Copy each line below in which the word "script" occurs.

(Items from a dataset)
/---

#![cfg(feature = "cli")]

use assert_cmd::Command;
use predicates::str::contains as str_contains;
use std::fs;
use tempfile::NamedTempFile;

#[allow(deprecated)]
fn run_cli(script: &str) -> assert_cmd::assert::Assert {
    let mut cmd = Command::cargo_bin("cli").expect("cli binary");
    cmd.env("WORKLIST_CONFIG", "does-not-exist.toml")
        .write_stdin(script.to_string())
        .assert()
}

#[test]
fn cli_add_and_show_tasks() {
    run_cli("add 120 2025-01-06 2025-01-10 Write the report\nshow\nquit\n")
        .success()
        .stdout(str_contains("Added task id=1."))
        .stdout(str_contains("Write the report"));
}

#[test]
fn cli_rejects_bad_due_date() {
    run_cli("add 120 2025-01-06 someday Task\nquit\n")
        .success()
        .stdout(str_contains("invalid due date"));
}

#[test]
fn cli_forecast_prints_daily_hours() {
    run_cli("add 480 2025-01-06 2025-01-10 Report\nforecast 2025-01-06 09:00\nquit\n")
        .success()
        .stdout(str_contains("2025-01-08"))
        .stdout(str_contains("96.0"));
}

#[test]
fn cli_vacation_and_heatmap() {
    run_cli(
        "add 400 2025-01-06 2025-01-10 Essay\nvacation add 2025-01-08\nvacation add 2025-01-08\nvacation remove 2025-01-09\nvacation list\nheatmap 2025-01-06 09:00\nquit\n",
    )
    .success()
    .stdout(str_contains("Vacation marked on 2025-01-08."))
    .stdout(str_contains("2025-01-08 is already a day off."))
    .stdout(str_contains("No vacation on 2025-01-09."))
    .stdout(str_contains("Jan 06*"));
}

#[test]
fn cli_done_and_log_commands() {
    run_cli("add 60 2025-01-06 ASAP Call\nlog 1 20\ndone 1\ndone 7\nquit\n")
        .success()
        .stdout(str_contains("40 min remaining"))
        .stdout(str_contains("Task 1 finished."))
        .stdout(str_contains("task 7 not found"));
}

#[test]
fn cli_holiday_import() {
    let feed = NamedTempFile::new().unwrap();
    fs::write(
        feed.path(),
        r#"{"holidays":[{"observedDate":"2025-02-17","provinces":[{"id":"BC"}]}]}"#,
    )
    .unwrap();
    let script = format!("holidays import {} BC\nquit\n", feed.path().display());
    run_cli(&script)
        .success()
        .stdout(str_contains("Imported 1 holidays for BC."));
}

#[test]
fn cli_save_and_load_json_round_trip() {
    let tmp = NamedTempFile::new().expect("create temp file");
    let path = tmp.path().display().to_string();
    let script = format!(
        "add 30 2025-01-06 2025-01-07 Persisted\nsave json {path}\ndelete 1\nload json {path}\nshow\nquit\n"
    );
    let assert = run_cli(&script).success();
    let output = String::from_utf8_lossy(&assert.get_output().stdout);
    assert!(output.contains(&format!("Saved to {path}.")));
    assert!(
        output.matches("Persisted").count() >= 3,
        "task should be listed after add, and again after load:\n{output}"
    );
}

\---

**SOLVED EXERCISE**
fn run_cli(script: &str) -> assert_cmd::assert::Assert {
        .write_stdin(script.to_string())
    let script = format!("holidays import {} BC\nquit\n", feed.path().display());
    run_cli(&script)
    let script = format!(
    let assert = run_cli(&script).success();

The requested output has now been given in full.